(RECORD EXTRACTS begins)

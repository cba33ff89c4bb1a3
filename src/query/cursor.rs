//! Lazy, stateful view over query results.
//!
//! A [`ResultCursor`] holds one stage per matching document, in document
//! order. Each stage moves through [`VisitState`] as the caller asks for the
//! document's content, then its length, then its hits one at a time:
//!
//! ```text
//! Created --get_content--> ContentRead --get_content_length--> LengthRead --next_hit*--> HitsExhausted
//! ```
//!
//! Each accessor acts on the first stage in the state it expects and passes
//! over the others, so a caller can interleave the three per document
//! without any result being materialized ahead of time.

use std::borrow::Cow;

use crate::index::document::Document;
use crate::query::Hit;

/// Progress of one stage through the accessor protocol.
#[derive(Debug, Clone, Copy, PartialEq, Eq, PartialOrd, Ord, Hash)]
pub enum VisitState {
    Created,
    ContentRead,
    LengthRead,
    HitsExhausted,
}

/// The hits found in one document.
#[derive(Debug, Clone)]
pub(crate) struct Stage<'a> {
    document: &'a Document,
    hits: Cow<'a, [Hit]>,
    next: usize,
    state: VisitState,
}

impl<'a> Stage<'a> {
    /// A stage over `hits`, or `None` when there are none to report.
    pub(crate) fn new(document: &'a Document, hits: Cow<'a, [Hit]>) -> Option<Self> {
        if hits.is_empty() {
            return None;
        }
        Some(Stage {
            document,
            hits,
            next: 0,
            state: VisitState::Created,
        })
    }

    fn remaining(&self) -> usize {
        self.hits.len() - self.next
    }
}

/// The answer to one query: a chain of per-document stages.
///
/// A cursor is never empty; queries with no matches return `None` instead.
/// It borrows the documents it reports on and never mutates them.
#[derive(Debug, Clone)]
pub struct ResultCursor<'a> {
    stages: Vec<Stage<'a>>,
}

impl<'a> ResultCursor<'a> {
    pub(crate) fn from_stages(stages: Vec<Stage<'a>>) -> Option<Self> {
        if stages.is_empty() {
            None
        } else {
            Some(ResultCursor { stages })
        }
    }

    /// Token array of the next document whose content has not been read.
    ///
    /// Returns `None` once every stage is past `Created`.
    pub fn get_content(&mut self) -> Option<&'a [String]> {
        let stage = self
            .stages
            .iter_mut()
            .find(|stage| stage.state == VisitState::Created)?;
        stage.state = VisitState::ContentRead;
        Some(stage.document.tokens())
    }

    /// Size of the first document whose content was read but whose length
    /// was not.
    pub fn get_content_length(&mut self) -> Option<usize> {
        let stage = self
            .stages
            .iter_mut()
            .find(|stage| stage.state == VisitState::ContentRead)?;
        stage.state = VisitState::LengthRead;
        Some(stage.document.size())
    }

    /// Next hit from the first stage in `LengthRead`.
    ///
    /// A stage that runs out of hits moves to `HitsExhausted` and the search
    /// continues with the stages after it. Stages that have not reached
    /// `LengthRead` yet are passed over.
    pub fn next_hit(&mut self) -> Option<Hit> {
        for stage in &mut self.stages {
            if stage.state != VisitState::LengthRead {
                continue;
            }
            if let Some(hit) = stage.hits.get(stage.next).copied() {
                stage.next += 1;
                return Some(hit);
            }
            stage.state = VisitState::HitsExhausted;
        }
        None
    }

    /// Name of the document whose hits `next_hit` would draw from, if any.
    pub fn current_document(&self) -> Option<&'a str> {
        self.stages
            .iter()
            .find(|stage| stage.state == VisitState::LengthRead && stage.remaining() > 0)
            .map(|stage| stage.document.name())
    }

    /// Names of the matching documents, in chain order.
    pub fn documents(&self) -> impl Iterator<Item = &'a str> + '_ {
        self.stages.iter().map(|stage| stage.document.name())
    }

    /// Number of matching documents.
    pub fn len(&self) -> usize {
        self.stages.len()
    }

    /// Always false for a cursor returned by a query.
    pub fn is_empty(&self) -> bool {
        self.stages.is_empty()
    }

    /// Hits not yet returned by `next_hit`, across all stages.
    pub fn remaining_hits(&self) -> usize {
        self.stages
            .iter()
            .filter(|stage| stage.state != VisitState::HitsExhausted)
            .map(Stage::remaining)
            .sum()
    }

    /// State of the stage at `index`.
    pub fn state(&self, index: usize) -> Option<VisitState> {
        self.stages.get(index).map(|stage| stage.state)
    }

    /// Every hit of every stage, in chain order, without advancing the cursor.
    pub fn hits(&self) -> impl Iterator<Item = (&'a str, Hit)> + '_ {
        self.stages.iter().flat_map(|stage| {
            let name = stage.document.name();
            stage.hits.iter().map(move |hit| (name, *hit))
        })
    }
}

(RECORD EXTRACTS ends)

**TASK:** Check the data for the word "through" and pull out the lines that have it.

**SOLUTION TO THIS PROBLEM:**
//! order. Each stage moves through [`VisitState`] as the caller asks for the
/// Progress of one stage through the accessor protocol.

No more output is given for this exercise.